▶ _Work to be completed_
Take the listing below and print exactly the lines starting at the line containing "for j in 0..pool.size.1" and ending at the line containing "if count == 0", both ends included, and no others.

▶ _Dataset content_
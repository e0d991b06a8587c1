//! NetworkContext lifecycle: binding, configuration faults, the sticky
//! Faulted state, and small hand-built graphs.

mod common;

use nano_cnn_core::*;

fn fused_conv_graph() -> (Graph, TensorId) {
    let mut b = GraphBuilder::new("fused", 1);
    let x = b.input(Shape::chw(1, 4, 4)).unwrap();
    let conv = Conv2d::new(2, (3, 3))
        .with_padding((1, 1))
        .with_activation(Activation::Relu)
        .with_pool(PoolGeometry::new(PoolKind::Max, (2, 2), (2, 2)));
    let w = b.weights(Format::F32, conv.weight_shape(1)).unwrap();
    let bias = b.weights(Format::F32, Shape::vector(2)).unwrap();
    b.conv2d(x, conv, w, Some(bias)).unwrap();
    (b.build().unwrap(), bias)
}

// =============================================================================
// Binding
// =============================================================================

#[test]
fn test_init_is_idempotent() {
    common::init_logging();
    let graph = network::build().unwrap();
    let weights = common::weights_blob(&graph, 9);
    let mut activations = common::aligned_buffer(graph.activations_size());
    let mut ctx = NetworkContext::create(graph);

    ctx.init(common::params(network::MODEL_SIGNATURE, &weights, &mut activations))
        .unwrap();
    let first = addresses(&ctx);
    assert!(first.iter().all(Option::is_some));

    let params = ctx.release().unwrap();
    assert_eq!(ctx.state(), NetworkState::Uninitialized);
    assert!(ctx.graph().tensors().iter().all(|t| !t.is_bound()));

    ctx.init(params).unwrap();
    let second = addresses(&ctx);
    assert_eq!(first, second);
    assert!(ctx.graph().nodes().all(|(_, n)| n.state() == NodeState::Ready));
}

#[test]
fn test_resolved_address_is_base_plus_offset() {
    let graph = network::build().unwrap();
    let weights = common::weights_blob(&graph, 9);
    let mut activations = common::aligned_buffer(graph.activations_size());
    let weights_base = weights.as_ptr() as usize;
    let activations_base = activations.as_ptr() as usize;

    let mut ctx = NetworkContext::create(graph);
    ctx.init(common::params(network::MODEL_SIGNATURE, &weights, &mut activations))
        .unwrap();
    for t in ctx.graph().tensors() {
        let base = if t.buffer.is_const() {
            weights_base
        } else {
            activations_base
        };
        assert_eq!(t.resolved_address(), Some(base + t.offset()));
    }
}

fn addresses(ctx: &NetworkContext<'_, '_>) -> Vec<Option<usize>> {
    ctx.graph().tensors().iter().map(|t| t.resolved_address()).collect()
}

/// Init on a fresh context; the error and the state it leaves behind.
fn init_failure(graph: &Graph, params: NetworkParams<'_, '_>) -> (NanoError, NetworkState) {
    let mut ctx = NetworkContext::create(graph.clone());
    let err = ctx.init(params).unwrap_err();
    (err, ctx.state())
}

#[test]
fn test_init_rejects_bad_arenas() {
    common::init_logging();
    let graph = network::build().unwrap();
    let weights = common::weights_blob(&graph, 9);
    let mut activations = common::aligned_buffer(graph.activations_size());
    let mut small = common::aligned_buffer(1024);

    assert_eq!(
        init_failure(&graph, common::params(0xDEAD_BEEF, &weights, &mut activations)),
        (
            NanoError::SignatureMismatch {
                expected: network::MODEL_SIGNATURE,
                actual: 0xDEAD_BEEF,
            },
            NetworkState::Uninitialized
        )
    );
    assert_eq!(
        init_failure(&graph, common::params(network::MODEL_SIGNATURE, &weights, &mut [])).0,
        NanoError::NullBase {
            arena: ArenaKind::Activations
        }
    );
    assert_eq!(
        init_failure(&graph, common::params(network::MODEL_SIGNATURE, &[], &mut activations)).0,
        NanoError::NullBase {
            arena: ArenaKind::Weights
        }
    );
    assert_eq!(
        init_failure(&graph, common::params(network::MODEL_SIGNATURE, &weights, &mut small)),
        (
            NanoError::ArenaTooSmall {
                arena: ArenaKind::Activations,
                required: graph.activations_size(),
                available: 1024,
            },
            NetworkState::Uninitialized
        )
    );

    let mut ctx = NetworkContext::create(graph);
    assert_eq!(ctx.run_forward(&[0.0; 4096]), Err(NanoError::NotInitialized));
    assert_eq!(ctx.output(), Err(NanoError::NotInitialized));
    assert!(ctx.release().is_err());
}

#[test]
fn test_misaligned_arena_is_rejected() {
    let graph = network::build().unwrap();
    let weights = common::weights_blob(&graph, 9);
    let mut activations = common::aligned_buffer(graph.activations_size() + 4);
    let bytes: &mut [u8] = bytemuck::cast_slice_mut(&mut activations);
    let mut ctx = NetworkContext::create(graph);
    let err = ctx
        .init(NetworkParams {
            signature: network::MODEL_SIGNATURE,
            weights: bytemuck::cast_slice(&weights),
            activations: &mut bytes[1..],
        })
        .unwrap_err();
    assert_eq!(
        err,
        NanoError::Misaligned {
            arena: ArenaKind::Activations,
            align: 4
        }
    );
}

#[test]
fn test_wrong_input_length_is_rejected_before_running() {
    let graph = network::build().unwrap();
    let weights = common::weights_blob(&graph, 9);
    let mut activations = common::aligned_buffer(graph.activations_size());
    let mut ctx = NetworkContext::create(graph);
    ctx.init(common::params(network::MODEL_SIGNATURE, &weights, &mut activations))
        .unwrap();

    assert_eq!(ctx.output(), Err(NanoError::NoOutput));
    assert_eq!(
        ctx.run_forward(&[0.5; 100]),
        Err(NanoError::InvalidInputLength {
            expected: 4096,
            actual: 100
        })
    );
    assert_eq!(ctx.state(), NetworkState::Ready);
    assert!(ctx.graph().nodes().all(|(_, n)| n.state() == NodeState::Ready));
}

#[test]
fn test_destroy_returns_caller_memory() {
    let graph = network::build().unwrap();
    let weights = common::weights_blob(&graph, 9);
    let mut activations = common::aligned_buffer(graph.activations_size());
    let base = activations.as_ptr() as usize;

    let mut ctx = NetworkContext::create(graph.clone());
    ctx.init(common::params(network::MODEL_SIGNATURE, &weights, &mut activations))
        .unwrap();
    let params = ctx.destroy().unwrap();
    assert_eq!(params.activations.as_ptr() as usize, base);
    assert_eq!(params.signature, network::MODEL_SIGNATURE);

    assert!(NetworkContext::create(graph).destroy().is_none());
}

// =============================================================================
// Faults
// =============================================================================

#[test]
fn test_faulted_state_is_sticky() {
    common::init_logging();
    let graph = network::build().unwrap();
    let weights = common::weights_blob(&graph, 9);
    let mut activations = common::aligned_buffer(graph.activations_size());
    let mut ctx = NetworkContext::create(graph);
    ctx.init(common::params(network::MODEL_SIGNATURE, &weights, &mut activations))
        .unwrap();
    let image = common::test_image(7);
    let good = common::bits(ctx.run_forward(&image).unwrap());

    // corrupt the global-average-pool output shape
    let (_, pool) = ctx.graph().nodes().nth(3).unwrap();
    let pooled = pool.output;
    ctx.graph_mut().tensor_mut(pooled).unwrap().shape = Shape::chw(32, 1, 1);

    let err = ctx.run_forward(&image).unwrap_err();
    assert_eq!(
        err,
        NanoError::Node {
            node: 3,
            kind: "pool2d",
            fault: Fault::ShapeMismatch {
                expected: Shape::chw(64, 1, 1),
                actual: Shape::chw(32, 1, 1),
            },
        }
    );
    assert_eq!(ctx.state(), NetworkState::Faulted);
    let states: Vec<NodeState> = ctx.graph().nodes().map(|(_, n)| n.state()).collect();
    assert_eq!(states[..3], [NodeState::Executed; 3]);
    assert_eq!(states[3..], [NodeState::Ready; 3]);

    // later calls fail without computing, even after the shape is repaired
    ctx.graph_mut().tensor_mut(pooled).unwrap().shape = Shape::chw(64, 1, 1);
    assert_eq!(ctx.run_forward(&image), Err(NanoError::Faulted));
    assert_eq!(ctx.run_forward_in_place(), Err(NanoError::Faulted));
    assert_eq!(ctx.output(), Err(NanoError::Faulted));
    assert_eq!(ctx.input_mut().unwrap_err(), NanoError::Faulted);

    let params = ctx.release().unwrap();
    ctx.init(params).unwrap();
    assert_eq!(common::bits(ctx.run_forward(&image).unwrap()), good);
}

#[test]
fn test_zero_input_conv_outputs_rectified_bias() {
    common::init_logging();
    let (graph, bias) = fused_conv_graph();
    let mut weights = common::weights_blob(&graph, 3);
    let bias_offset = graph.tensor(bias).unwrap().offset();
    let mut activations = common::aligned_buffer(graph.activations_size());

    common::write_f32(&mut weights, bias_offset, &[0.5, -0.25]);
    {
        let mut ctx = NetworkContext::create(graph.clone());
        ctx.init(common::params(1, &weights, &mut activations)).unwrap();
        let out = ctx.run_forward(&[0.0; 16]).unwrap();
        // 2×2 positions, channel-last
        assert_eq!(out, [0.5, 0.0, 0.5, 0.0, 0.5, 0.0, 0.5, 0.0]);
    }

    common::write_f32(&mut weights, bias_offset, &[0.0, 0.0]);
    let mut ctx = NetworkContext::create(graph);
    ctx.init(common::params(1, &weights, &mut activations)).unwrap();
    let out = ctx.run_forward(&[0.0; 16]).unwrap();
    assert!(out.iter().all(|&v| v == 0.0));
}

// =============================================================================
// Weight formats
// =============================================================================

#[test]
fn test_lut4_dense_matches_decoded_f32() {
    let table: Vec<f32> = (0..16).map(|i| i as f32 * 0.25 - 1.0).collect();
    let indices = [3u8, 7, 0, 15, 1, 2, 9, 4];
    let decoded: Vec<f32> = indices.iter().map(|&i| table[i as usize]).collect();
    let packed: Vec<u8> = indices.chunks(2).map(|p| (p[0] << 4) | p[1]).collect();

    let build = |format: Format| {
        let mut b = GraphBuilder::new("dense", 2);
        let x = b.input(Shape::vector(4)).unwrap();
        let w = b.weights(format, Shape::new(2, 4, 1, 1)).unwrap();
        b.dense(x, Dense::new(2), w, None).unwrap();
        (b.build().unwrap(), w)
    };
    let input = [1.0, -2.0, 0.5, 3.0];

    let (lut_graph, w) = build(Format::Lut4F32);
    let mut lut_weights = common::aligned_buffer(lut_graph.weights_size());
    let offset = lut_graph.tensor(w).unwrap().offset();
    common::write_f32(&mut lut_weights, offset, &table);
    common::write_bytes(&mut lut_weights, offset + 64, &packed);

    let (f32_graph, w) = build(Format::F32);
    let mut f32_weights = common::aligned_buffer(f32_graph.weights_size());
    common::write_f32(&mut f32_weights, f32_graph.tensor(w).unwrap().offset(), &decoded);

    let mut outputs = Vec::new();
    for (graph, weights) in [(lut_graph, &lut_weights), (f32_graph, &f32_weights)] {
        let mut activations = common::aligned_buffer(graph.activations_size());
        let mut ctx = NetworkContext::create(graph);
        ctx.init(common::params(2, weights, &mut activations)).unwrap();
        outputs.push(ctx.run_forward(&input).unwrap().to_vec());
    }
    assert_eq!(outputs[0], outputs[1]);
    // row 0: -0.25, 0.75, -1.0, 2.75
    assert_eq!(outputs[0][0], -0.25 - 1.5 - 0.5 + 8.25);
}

--

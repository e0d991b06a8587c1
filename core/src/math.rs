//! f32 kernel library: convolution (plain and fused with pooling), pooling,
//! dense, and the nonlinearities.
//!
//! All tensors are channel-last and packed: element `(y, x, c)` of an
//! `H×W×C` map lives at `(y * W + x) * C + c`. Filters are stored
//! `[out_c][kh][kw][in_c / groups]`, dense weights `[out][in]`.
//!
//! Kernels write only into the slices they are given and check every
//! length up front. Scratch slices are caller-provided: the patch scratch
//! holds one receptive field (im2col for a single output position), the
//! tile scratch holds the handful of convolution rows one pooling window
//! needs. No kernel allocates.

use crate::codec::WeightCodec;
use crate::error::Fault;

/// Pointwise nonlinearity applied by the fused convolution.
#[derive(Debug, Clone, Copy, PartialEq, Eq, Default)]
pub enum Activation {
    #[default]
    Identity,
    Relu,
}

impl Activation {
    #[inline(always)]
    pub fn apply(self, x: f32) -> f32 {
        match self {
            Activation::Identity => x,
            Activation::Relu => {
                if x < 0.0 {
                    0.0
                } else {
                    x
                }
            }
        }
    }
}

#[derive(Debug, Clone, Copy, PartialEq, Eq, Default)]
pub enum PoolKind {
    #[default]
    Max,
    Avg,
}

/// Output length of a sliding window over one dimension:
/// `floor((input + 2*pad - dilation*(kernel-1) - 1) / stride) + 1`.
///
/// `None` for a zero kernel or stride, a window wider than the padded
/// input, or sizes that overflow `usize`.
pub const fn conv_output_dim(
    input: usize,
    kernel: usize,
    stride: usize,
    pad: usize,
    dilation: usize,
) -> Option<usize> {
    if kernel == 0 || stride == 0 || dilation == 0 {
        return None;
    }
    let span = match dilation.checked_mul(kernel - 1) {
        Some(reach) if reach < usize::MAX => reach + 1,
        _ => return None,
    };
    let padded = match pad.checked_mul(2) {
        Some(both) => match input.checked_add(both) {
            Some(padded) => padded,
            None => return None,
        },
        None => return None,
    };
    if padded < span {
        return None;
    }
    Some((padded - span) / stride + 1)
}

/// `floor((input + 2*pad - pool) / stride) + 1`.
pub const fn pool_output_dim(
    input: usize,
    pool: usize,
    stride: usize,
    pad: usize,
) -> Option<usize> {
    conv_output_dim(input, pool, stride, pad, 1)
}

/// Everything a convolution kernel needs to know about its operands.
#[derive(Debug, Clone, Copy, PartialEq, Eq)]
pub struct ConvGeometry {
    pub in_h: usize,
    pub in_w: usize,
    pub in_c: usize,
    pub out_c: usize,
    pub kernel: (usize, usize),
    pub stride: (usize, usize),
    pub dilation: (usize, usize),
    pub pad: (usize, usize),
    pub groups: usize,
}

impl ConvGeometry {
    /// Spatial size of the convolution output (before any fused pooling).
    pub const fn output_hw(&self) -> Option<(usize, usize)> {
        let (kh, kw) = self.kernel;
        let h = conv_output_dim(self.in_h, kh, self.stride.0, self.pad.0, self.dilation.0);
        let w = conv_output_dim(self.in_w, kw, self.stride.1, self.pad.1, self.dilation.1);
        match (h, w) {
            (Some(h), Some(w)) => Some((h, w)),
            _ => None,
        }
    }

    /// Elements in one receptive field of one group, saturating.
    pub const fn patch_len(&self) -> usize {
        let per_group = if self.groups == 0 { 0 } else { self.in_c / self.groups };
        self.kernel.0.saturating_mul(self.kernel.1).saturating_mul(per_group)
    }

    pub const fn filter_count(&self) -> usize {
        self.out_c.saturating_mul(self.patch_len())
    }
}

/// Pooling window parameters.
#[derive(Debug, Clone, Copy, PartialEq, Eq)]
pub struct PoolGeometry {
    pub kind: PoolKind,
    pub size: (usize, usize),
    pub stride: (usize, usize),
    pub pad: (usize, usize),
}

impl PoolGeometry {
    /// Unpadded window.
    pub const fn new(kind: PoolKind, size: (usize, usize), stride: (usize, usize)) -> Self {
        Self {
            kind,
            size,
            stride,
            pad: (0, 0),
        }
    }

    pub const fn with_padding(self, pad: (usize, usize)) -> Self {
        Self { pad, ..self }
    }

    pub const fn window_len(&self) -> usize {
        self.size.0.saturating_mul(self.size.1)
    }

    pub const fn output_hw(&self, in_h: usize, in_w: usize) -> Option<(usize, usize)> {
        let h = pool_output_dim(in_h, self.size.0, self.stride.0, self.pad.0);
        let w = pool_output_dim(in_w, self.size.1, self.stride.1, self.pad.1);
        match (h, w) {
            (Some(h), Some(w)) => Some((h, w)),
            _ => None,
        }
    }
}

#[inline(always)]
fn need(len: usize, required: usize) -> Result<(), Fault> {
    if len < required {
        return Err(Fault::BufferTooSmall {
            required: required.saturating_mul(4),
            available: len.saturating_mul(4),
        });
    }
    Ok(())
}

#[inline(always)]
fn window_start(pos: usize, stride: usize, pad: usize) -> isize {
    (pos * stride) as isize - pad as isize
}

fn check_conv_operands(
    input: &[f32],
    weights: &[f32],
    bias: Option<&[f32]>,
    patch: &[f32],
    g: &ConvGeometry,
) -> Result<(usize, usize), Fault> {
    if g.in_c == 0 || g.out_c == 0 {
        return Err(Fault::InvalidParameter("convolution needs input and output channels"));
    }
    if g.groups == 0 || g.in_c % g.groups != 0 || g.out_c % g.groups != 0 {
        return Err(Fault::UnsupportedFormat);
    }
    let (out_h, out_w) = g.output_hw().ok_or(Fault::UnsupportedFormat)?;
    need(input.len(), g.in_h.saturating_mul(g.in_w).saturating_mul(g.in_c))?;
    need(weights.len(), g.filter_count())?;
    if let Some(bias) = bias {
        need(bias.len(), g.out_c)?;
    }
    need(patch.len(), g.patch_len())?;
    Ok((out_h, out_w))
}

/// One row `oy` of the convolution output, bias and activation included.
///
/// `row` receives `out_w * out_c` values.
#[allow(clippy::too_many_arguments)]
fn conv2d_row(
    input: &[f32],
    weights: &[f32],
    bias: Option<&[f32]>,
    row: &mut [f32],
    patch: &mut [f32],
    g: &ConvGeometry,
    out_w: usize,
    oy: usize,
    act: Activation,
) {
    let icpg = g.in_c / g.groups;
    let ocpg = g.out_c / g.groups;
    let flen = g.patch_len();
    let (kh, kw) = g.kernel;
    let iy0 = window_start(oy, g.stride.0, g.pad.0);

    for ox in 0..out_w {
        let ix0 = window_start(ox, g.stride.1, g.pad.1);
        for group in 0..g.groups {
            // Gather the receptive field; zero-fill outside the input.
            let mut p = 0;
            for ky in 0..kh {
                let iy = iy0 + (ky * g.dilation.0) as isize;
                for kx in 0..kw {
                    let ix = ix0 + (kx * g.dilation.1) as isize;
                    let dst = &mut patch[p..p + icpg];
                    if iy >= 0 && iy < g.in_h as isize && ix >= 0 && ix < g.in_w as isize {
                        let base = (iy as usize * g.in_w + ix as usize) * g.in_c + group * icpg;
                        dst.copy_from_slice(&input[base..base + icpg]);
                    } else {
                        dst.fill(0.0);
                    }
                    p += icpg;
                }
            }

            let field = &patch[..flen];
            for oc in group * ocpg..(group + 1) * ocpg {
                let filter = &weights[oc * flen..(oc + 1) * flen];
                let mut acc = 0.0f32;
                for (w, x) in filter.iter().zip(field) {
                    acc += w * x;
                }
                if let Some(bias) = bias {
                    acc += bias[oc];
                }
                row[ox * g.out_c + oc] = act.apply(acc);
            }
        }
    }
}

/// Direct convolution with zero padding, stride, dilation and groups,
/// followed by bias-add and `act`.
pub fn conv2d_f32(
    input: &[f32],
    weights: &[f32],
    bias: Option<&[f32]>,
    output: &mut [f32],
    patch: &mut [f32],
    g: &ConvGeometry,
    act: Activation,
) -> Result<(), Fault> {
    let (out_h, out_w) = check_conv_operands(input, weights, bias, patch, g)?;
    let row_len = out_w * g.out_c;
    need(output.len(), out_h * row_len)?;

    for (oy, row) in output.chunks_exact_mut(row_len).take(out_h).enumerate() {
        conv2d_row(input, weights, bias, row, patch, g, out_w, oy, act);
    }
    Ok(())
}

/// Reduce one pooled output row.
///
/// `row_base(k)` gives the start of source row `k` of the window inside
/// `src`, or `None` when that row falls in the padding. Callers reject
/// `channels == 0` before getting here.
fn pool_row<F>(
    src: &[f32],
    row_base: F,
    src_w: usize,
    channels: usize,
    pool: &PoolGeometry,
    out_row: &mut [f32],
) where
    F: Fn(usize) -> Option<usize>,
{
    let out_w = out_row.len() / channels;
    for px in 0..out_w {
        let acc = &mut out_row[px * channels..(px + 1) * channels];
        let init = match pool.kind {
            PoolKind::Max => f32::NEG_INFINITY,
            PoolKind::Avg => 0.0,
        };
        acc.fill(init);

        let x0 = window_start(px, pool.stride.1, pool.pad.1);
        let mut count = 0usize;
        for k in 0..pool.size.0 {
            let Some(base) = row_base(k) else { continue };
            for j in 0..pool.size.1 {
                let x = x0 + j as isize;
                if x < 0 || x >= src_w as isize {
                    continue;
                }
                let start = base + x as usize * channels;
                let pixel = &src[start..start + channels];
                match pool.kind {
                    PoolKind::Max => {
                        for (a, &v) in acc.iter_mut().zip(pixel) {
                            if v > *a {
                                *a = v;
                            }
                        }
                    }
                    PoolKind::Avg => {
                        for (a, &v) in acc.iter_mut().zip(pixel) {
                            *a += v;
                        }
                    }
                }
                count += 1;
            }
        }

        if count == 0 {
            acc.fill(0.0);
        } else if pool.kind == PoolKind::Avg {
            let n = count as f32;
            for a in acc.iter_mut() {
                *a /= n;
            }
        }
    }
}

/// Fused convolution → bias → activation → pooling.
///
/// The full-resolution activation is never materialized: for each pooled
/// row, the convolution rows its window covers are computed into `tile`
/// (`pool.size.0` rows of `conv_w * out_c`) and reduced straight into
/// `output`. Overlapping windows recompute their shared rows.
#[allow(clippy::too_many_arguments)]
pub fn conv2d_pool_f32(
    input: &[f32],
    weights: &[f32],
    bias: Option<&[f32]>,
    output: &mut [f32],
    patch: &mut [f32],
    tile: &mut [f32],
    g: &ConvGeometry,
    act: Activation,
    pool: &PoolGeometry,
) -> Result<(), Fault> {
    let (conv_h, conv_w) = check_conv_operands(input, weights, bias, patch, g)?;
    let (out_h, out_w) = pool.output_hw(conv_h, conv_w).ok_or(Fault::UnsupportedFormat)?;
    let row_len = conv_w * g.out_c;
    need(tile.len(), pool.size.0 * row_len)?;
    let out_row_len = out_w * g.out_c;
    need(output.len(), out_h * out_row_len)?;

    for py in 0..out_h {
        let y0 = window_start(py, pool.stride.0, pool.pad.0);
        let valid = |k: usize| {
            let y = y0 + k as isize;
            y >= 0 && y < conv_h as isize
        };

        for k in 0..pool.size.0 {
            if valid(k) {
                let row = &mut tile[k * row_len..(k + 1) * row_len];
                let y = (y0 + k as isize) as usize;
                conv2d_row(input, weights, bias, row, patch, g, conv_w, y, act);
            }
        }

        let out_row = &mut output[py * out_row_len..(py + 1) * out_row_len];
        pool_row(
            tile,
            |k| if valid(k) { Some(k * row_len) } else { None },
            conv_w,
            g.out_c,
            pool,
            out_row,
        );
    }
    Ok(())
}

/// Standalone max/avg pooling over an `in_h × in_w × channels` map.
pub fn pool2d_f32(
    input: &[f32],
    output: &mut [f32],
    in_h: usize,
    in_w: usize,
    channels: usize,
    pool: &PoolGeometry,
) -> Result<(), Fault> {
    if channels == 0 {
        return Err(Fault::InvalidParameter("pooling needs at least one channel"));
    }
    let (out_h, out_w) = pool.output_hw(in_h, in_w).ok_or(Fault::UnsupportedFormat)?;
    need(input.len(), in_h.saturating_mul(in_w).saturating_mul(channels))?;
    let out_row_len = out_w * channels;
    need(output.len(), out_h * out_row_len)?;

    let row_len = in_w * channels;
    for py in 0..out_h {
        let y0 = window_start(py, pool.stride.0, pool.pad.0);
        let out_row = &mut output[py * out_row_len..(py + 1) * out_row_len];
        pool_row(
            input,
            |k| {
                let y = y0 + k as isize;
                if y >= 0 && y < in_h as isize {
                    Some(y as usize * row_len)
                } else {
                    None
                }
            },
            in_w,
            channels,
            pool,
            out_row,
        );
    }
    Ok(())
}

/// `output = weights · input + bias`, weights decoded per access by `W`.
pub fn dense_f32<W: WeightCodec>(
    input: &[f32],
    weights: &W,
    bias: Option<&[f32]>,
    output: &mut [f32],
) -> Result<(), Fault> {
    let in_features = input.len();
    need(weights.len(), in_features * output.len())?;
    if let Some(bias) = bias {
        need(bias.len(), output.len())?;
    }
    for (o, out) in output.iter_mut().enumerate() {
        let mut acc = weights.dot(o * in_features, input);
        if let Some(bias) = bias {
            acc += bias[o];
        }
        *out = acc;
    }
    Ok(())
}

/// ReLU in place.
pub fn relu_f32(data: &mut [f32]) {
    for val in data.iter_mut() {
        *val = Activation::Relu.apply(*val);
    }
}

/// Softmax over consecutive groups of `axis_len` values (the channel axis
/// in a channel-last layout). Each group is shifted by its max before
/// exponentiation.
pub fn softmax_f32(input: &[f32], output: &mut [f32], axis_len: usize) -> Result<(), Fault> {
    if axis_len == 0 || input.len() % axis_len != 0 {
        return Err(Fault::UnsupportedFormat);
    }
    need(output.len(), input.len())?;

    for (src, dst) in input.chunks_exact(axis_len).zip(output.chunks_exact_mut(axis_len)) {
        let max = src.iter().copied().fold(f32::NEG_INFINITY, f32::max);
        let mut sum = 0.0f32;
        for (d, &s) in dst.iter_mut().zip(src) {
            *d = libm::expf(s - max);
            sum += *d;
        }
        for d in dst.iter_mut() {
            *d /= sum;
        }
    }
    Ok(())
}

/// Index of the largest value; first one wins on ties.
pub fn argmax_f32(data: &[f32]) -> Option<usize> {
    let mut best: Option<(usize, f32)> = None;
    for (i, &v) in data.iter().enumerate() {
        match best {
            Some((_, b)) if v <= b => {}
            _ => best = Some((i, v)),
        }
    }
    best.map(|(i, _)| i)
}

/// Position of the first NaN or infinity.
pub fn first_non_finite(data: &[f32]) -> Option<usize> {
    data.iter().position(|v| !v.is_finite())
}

▶ _Exercise output_
            for j in 0..pool.size.1 {
                let x = x0 + j as isize;
                if x < 0 || x >= src_w as isize {
                    continue;
                }
                let start = base + x as usize * channels;
                let pixel = &src[start..start + channels];
                match pool.kind {
                    PoolKind::Max => {
                        for (a, &v) in acc.iter_mut().zip(pixel) {
                            if v > *a {
                                *a = v;
                            }
                        }
                    }
                    PoolKind::Avg => {
                        for (a, &v) in acc.iter_mut().zip(pixel) {
                            *a += v;
                        }
                    }
                }
                count += 1;
            }
        }

        if count == 0 {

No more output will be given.